- Opening Delimiter -
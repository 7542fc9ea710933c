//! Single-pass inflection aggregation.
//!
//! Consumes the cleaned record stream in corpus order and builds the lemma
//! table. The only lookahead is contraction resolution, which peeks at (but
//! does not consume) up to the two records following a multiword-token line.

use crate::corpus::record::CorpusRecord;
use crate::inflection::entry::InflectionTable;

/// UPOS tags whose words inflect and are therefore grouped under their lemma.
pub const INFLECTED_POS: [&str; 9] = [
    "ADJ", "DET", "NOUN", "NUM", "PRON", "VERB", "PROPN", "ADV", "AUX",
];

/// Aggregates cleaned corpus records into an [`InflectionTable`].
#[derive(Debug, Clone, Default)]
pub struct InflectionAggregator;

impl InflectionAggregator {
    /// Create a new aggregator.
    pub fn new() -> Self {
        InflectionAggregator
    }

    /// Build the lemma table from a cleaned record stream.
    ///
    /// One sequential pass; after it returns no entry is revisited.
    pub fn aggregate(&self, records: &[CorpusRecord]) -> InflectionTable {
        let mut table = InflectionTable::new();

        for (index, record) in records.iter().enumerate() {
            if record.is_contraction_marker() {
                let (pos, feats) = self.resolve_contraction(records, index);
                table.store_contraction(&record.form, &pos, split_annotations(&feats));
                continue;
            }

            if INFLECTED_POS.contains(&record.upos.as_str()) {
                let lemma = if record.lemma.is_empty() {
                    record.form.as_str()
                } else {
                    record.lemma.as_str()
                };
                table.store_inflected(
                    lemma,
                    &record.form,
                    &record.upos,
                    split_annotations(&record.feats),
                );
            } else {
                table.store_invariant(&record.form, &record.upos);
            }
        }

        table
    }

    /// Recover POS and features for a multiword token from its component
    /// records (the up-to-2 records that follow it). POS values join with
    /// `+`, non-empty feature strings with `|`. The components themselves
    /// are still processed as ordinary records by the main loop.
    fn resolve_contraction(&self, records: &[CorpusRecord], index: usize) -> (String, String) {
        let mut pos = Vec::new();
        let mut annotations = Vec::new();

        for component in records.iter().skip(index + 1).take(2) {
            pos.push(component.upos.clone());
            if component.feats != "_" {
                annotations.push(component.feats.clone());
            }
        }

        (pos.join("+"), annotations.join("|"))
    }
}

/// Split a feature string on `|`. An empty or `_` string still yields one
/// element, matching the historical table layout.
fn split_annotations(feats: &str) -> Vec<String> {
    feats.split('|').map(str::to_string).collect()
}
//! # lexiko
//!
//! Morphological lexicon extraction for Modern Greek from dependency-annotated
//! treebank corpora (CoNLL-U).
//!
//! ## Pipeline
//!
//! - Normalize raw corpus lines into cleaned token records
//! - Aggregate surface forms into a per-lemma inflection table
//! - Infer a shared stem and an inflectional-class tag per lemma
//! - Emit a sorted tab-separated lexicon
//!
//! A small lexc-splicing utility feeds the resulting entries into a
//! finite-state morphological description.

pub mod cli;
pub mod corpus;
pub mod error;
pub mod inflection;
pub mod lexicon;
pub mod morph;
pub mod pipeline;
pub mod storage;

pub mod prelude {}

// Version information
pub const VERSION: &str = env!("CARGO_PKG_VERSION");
- Closing Delimiter -
- Opening Delimiter -
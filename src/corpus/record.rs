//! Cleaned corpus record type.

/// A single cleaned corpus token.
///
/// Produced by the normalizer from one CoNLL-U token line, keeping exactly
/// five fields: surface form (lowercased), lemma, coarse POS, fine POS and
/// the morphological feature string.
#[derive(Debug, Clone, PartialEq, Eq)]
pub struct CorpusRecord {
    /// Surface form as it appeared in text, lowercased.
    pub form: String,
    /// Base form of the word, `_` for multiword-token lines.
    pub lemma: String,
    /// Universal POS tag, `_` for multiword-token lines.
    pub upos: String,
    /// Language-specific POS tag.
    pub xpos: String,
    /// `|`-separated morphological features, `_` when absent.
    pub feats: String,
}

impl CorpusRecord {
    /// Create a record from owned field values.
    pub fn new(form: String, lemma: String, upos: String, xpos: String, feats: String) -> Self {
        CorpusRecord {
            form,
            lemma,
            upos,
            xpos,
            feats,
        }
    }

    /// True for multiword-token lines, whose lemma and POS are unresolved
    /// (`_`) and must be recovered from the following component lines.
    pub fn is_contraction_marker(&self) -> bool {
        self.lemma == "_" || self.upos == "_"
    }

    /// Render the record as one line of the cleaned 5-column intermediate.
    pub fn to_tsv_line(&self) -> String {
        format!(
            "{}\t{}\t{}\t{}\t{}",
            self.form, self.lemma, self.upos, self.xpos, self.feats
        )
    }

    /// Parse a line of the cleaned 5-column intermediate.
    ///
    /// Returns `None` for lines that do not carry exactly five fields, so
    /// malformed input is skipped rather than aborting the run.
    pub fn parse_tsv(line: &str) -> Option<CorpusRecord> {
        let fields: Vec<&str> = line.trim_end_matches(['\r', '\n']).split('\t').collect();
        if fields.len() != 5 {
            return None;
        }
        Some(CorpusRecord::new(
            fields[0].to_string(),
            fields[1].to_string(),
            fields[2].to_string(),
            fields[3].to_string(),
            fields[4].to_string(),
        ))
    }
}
- Closing Delimiter -
▸ **Task instructions**: Every line above from the line with "Aggregates cleaned corpus" to the line with "pub fn aggregate(&self, records: &[CorpusRecord])", both included, must be reproduced exactly, and no other line may appear.

▸ **Response area**:
/// Aggregates cleaned corpus records into an [`InflectionTable`].
#[derive(Debug, Clone, Default)]
pub struct InflectionAggregator;

impl InflectionAggregator {
    /// Create a new aggregator.
    pub fn new() -> Self {
        InflectionAggregator
    }

    /// Build the lemma table from a cleaned record stream.
    ///
    /// One sequential pass; after it returns no entry is revisited.
    pub fn aggregate(&self, records: &[CorpusRecord]) -> InflectionTable {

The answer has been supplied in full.